La diagnosi neuroradiologica della patologia cerebrovascolare è divenuta con il tempo sempre più complessa, soprattutto con l’introduzione di nuove tecniche radiologiche che hanno migliorato le possibilità di studi morfologici e funzionali dell’encefalo e dei vasi cerebrali extra ed intracranici.
Le metodiche attualmente a disposizione sono rappresentate dalla Tomografia Computerizzata (TC), dalla Risonanza Magnetica (RM), dall’angio-TC, dall’angio-RM, e dall’angiografia cerebrale, associate alle metodiche della medicina nucleare. Il loro utilizzo permette una diagnosi precoce di ictus cerebrale ischemico od emorragico, come pure una diagnosi differenziale con i quadri clinici di TIA e di tutte quelle patologie aventi caratteristiche cliniche simili ma eziologia diversa rispetto alla patologia cerebrovascolare come emicrania, epilessia, neoplasie, ematomi e malformazioni vascolari.

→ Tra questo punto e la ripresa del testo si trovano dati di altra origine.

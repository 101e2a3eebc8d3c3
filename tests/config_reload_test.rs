//! Tests for applying a reloaded configuration to a running service.

use assembla_trigger::assembla::{OfflineRepositoryApi, RepositoryApi, SpaceTool};
use assembla_trigger::dispatch::{BindingOutcome, TriggerService};
use assembla_trigger::error::{Result, TriggerError};
use assembla_trigger::registry::{JobId, TriggerRegistry};
use assembla_trigger::scheduler::LocalScheduler;
use assembla_trigger::{AppState, AssemblaSettings, JobDefinition, SharedState, TriggerSettings};
use async_trait::async_trait;
use chrono::Utc;
use pretty_assertions::assert_eq;
use serde_json::json;
use std::path::PathBuf;
use std::sync::{Arc, RwLock};
use std::time::Instant;

/// Refuses every lookup, standing in for an API with stale credentials.
struct RejectingApi;

#[async_trait]
impl RepositoryApi for RejectingApi {
    async fn authenticate(&self, _key: &str, _secret: &str) -> Result<()> {
        Ok(())
    }

    async fn resolve_repository_tool(&self, _wiki: &str, _repository: &str) -> Result<SpaceTool> {
        Err(TriggerError::UpstreamLookup("401 Unauthorized".to_string()))
    }
}

fn job(name: &str) -> JobDefinition {
    JobDefinition {
        name: name.to_string(),
        space_name: "pavel test".to_string(),
        repo_name: "pavel-test".to_string(),
        ..JobDefinition::default()
    }
}

/// Credentials pointing at a port nothing listens on.
fn unreachable_credentials() -> AssemblaSettings {
    AssemblaSettings {
        api_url: "http://127.0.0.1:9".to_string(),
        bot_api_key: "key".to_string(),
        bot_api_secret: "secret".to_string(),
        request_timeout_secs: 1,
        ..AssemblaSettings::default()
    }
}

fn settings(assembla: AssemblaSettings, jobs: Vec<JobDefinition>) -> TriggerSettings {
    TriggerSettings {
        assembla,
        max_builds: 10,
        jobs,
        ..TriggerSettings::default()
    }
}

fn state(config: TriggerSettings, api: Arc<dyn RepositoryApi>) -> SharedState {
    let registry = Arc::new(TriggerRegistry::new());
    registry.sync(&[], &config.jobs);
    let scheduler = Arc::new(LocalScheduler::new(&config.jobs, config.max_builds));
    let service = TriggerService::new(registry, api, scheduler.clone(), scheduler.clone());

    Arc::new(AppState {
        config: RwLock::new(config),
        config_path: PathBuf::from("trigger_config.toml"),
        service,
        scheduler,
        start_time: Instant::now(),
        started_at: Utc::now(),
    })
}

fn created_merge_request() -> Vec<u8> {
    serde_json::to_vec(&json!({
        "space": "pavel test",
        "message_type": "created merge request",
        "title": "Merge Request 2945043: Fix bug",
        "body": "body",
        "author": "pavel.d",
        "branch": "master",
        "url": "git@git.assembla.com:pavelportfolio^pavel-test.2.git",
        "commit_id": "276dc190"
    }))
    .unwrap()
}

async fn outcomes(state: &SharedState) -> Vec<(JobId, BindingOutcome)> {
    state
        .service
        .handle_payload(&created_merge_request())
        .await
        .unwrap()
        .bindings
        .into_iter()
        .map(|b| (b.job, b.outcome))
        .collect()
}

#[tokio::test]
async fn test_reload_without_credentials_switches_lookups_offline() {
    let state = state(
        settings(unreachable_credentials(), vec![job("web")]),
        Arc::new(RejectingApi),
    );
    let before = outcomes(&state).await;
    assert!(matches!(before[0].1, BindingOutcome::Failed(_)));

    state
        .reload(settings(AssemblaSettings::default(), vec![job("web")]))
        .await
        .unwrap();

    let after = outcomes(&state).await;
    assert_eq!(after.len(), 1);
    assert!(matches!(after[0].1, BindingOutcome::Scheduled(_)));
    assert!(!state.config.read().unwrap().assembla.has_credentials());
}

#[tokio::test]
async fn test_reload_with_unreachable_credentials_is_rejected() {
    let state = state(
        settings(AssemblaSettings::default(), vec![job("web")]),
        Arc::new(OfflineRepositoryApi),
    );

    let err = state
        .reload(settings(unreachable_credentials(), vec![job("web"), job("nightly")]))
        .await
        .unwrap_err();
    assert!(matches!(err, TriggerError::UpstreamLookup(_)));

    // Nothing from the rejected config was applied.
    let config = state.config.read().unwrap().clone();
    assert!(!config.assembla.has_credentials());
    assert_eq!(config.jobs.len(), 1);
    assert_eq!(state.service.registry().lookup("pavel-test").len(), 1);

    let outcomes = outcomes(&state).await;
    assert!(matches!(outcomes[0].1, BindingOutcome::Scheduled(_)));
}

#[tokio::test]
async fn test_reload_with_unchanged_credentials_keeps_api() {
    let state = state(
        settings(unreachable_credentials(), vec![job("web")]),
        Arc::new(RejectingApi),
    );

    // Same [assembla] table: no reconnect, only the new job is picked up.
    state
        .reload(settings(unreachable_credentials(), vec![job("web"), job("nightly")]))
        .await
        .unwrap();

    let outcomes = outcomes(&state).await;
    assert_eq!(
        outcomes.iter().map(|(job, _)| job.as_str()).collect::<Vec<_>>(),
        vec!["nightly", "web"]
    );
    assert!(
        outcomes
            .iter()
            .all(|(_, outcome)| matches!(outcome, BindingOutcome::Failed(_)))
    );
}

#[tokio::test]
async fn test_newly_bound_job_is_scheduled_after_reload() {
    let state = state(
        settings(AssemblaSettings::default(), vec![job("web")]),
        Arc::new(OfflineRepositoryApi),
    );

    state.apply_config(settings(AssemblaSettings::default(), vec![job("web"), job("nightly")]));

    let outcomes = outcomes(&state).await;
    assert_eq!(outcomes.len(), 2);
    assert!(
        outcomes
            .iter()
            .all(|(_, outcome)| matches!(outcome, BindingOutcome::Scheduled(_)))
    );
    assert_eq!(state.scheduler.build_count(), 2);
}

L’iter diagnostico, oltre a dare informazioni sulla natura della lesione responsabile della sintomatologia clinica, permette di monitorare nel tempo la condizione patologica (fase acuta, subacuta e cronica) in base alle caratteristiche densitometriche e/o di intensità del segnale.
Nell’ambito delle patologie vascolari ischemiche, la chiave moderna per una migliore comprensione dell’iter diagnostico da adottare è quella di considerare il tessuto ipoperfuso suddiviso in due compartimenti:
- tessuto con marcata riduzione del flusso cerebrale e del volume di sangue (core dell’infarto) con danno tendenzialmente irreversibile;
- tessuto con riduzione meno marcata del flusso cerebrale, con volume più o meno normale e con danno potenzialmente reversibile (penombra ischemica).[65, 66, 67].
Numerosi studi hanno stabilito l’importanza clinica della reversibiltà della penombra ischemica, mostrando una chiara associazione tra il volume ematico e i punteggi neurologici.[68, 69, 70, 71, 72] A tutt’oggi, la reale portata di questo concetto non è ancora trasferita nella routine clinico-radiologica, nonostante sia in grado di dare informazioni sulla porzione di tessuto con danno potenzialmente reversibile e/o recuperabile con la terapia trombolitica.[73]